Whenever a line below holds the word "copied", count it once; report the total and nothing else.
── INFORMATION
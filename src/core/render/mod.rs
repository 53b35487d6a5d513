//! LaTeX-subset and markdown to HTML renderer
//!
//! The renderer is an ordered pipeline of pure string rewrites (see
//! [`pipeline::PIPELINE`]). It never fails: constructs it does not recognize,
//! or cannot match, are passed through as literal text.

pub mod commands;
pub mod delimiters;
pub mod environment;
pub mod markup;
pub mod pipeline;
pub mod scripts;
pub mod symbols;
pub mod utils;

pub use environment::{MatrixGrid, MatrixKind};
pub use pipeline::{
    render, stage_names, RenderOptions, Renderer, Stage, EMPTY_PLACEHOLDER, PIPELINE,
};
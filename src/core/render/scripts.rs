//! Superscripts and subscripts
//!
//! `^` or `_` followed by a single digit or a balanced `{...}` group. Anything
//! else after the marker (a letter, a space) is left as it is, which keeps
//! identifiers like `snake_case` intact.

use super::utils::extract_balanced;

/// Convert `^2`, `^{...}`, `_1` and `_{...}` into `<sup>`/`<sub>` elements.
pub fn convert_scripts(input: &str) -> String {
    let bytes = input.as_bytes();
    let mut out = String::with_capacity(input.len());
    let mut copied = 0usize;
    let mut i = 0usize;

    while i < bytes.len() {
        let tag = match bytes[i] {
            b'^' => "sup",
            b'_' => "sub",
            _ => {
                i += 1;
                continue;
            }
        };

        let arg_start = i + 1;
        let script = match bytes.get(arg_start).copied() {
            Some(b) if b.is_ascii_digit() => {
                Some((&input[arg_start..arg_start + 1], arg_start + 1))
            }
            Some(b'{') => extract_balanced(input, arg_start, b'{', b'}'),
            _ => None,
        };

        match script {
            Some((content, end)) => {
                out.push_str(&input[copied..i]);
                out.push('<');
                out.push_str(tag);
                out.push('>');
                out.push_str(&convert_scripts(content));
                out.push_str("</");
                out.push_str(tag);
                out.push('>');
                i = end;
                copied = end;
            }
            None => i += 1,
        }
    }

    out.push_str(&input[copied..]);
    out
}

#[cfg(test)]
mod tests {
    use super::*;
    use pretty_assertions::assert_eq;

    #[test]
    fn test_digit_scripts() {
        assert_eq!(convert_scripts("mc^2"), "mc<sup>2</sup>");
        assert_eq!(convert_scripts("x_1"), "x<sub>1</sub>");
        assert_eq!(convert_scripts("x^23"), "x<sup>2</sup>3");
    }

    #[test]
    fn test_group_scripts() {
        assert_eq!(convert_scripts("e^{i π}"), "e<sup>i π</sup>");
        assert_eq!(convert_scripts("a_{n+1}^{2}"), "a<sub>n+1</sub><sup>2</sup>");
    }

    #[test]
    fn test_nested_scripts() {
        assert_eq!(convert_scripts("e^{x^2}"), "e<sup>x<sup>2</sup></sup>");
    }

    #[test]
    fn test_letters_and_unbalanced_left_alone() {
        assert_eq!(convert_scripts("snake_case"), "snake_case");
        assert_eq!(convert_scripts("x^{2"), "x^{2");
        assert_eq!(convert_scripts("trailing^"), "trailing^");
    }
}
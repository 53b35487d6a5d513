//! Glyph tables for the texmark renderer.
//!
//! Every table is a compile-time `phf` map, so lookups are read-only and need
//! no initialization at runtime. Command names are stored without the leading
//! backslash; callers are expected to read the complete identifier before
//! looking it up, which is what keeps `\in` from matching the front of `\int`.

use phf::{phf_map, phf_set, Map, Set};

// =============================================================================
// Symbol groups
// =============================================================================

/// Integration and calculus operators.
pub static CALCULUS: Map<&'static str, &'static str> = phf_map! {
    "int" => "∫",
    "iint" => "∬",
    "iiint" => "∭",
    "oint" => "∮",
    "sum" => "∑",
    "prod" => "∏",
    "coprod" => "∐",
    "partial" => "∂",
    "nabla" => "∇",
    "infty" => "∞",
    "bigcup" => "⋃",
    "bigcap" => "⋂",
    "bigoplus" => "⨁",
    "bigotimes" => "⨂",
};

/// Lowercase Greek letters, including the `var` forms.
pub static GREEK_LOWER: Map<&'static str, &'static str> = phf_map! {
    "alpha" => "α",
    "beta" => "β",
    "gamma" => "γ",
    "delta" => "δ",
    "epsilon" => "ϵ",
    "varepsilon" => "ε",
    "zeta" => "ζ",
    "eta" => "η",
    "theta" => "θ",
    "vartheta" => "ϑ",
    "iota" => "ι",
    "kappa" => "κ",
    "lambda" => "λ",
    "mu" => "μ",
    "nu" => "ν",
    "xi" => "ξ",
    "omicron" => "ο",
    "pi" => "π",
    "varpi" => "ϖ",
    "rho" => "ρ",
    "varrho" => "ϱ",
    "sigma" => "σ",
    "varsigma" => "ς",
    "tau" => "τ",
    "upsilon" => "υ",
    "phi" => "ϕ",
    "varphi" => "φ",
    "chi" => "χ",
    "psi" => "ψ",
    "omega" => "ω",
};

/// Uppercase Greek letters that differ from their Latin look-alikes.
pub static GREEK_UPPER: Map<&'static str, &'static str> = phf_map! {
    "Gamma" => "Γ",
    "Delta" => "Δ",
    "Theta" => "Θ",
    "Lambda" => "Λ",
    "Xi" => "Ξ",
    "Pi" => "Π",
    "Sigma" => "Σ",
    "Upsilon" => "Υ",
    "Phi" => "Φ",
    "Psi" => "Ψ",
    "Omega" => "Ω",
};

/// Binary operators.
pub static OPERATORS: Map<&'static str, &'static str> = phf_map! {
    "times" => "×",
    "div" => "÷",
    "pm" => "±",
    "mp" => "∓",
    "cdot" => "⋅",
    "ast" => "∗",
    "star" => "⋆",
    "circ" => "∘",
    "bullet" => "•",
    "oplus" => "⊕",
    "ominus" => "⊖",
    "otimes" => "⊗",
    "odot" => "⊙",
    "cup" => "∪",
    "cap" => "∩",
    "setminus" => "∖",
    "wr" => "≀",
};

/// Relations.
pub static RELATIONS: Map<&'static str, &'static str> = phf_map! {
    "leq" => "≤",
    "le" => "≤",
    "geq" => "≥",
    "ge" => "≥",
    "neq" => "≠",
    "ne" => "≠",
    "approx" => "≈",
    "equiv" => "≡",
    "sim" => "∼",
    "simeq" => "≃",
    "cong" => "≅",
    "propto" => "∝",
    "ll" => "≪",
    "gg" => "≫",
    "subset" => "⊂",
    "supset" => "⊃",
    "subseteq" => "⊆",
    "supseteq" => "⊇",
    "in" => "∈",
    "notin" => "∉",
    "ni" => "∋",
    "perp" => "⊥",
    "parallel" => "∥",
    "mid" => "∣",
    "prec" => "≺",
    "succ" => "≻",
    "pitchfork" => "⋔",
};

/// Logic connectives and quantifiers.
pub static LOGIC: Map<&'static str, &'static str> = phf_map! {
    "forall" => "∀",
    "exists" => "∃",
    "nexists" => "∄",
    "neg" => "¬",
    "lnot" => "¬",
    "land" => "∧",
    "wedge" => "∧",
    "lor" => "∨",
    "vee" => "∨",
    "implies" => "⟹",
    "iff" => "⟺",
    "top" => "⊤",
    "bot" => "⊥",
    "vdash" => "⊢",
    "models" => "⊨",
    "therefore" => "∴",
    "because" => "∵",
};

/// Arrows.
pub static ARROWS: Map<&'static str, &'static str> = phf_map! {
    "to" => "→",
    "rightarrow" => "→",
    "leftarrow" => "←",
    "gets" => "←",
    "leftrightarrow" => "↔",
    "Rightarrow" => "⇒",
    "Leftarrow" => "⇐",
    "Leftrightarrow" => "⇔",
    "mapsto" => "↦",
    "longrightarrow" => "⟶",
    "longleftarrow" => "⟵",
    "Longrightarrow" => "⟹",
    "Longleftarrow" => "⟸",
    "uparrow" => "↑",
    "downarrow" => "↓",
    "hookrightarrow" => "↪",
    "nearrow" => "↗",
    "searrow" => "↘",
};

/// Delimiters and sizing prefixes.
///
/// `\left`, `\right` and the `\big` family map to the empty string so only the
/// delimiter glyph that follows them survives.
pub static DELIMITERS: Map<&'static str, &'static str> = phf_map! {
    "langle" => "⟨",
    "rangle" => "⟩",
    "lfloor" => "⌊",
    "rfloor" => "⌋",
    "lceil" => "⌈",
    "rceil" => "⌉",
    "lbrace" => "{",
    "rbrace" => "}",
    "vert" => "|",
    "lvert" => "|",
    "rvert" => "|",
    "Vert" => "‖",
    "lVert" => "‖",
    "rVert" => "‖",
    "left" => "",
    "right" => "",
    "big" => "",
    "Big" => "",
    "bigl" => "",
    "bigr" => "",
    "Bigl" => "",
    "Bigr" => "",
};

/// Miscellaneous symbols and spacing commands.
pub static SPECIAL: Map<&'static str, &'static str> = phf_map! {
    "emptyset" => "∅",
    "varnothing" => "∅",
    "aleph" => "ℵ",
    "hbar" => "ℏ",
    "ell" => "ℓ",
    "Re" => "ℜ",
    "Im" => "ℑ",
    "wp" => "℘",
    "angle" => "∠",
    "triangle" => "△",
    "square" => "□",
    "checkmark" => "✓",
    "dagger" => "†",
    "ddagger" => "‡",
    "cdots" => "⋯",
    "ldots" => "…",
    "dots" => "…",
    "vdots" => "⋮",
    "ddots" => "⋱",
    "prime" => "′",
    "degree" => "°",
    "quad" => "\u{2003}",
    "qquad" => "\u{2003}\u{2003}",
};

/// Symbol groups in lookup order.
pub static SYMBOL_GROUPS: &[(&str, &Map<&'static str, &'static str>)] = &[
    ("calculus", &CALCULUS),
    ("greek-lower", &GREEK_LOWER),
    ("greek-upper", &GREEK_UPPER),
    ("operators", &OPERATORS),
    ("relations", &RELATIONS),
    ("logic", &LOGIC),
    ("arrows", &ARROWS),
    ("delimiters", &DELIMITERS),
    ("special", &SPECIAL),
];

/// Look up a complete command name (without backslash) in every symbol group.
pub fn lookup_symbol(name: &str) -> Option<&'static str> {
    SYMBOL_GROUPS
        .iter()
        .find_map(|(_, group)| group.get(name).copied())
}

// =============================================================================
// Control symbols, functions and blackboard bold
// =============================================================================

/// Single non-letter control symbols such as `\{` or `\,`.
///
/// Characters that would otherwise be re-read by later markup rules (`_`, `#`,
/// `&`) are emitted as numeric entities.
pub static CONTROL_SYMBOLS: Map<char, &'static str> = phf_map! {
    '{' => "{",
    '}' => "}",
    '|' => "‖",
    '%' => "%",
    '#' => "&#35;",
    '&' => "&amp;",
    '_' => "&#95;",
    ',' => "\u{2009}",
    ';' => "\u{2005}",
    ':' => "\u{205F}",
    '!' => "",
    ' ' => " ",
};

/// Operator names rendered upright as functions.
pub static FUNCTION_NAMES: Set<&'static str> = phf_set! {
    "det", "dim", "ker", "deg", "arg", "exp", "log", "ln", "lg",
    "sin", "cos", "tan", "sec", "csc", "cot",
    "arcsin", "arccos", "arctan",
    "sinh", "cosh", "tanh", "coth",
    "lim", "liminf", "limsup", "max", "min", "sup", "inf", "gcd", "Pr",
};

/// Double-struck capitals for `\mathbb{X}`.
pub static BLACKBOARD: Map<char, &'static str> = phf_map! {
    'R' => "ℝ",
    'N' => "ℕ",
    'Z' => "ℤ",
    'Q' => "ℚ",
    'C' => "ℂ",
    'H' => "ℍ",
    'P' => "ℙ",
};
────
§ TASK RESULT
6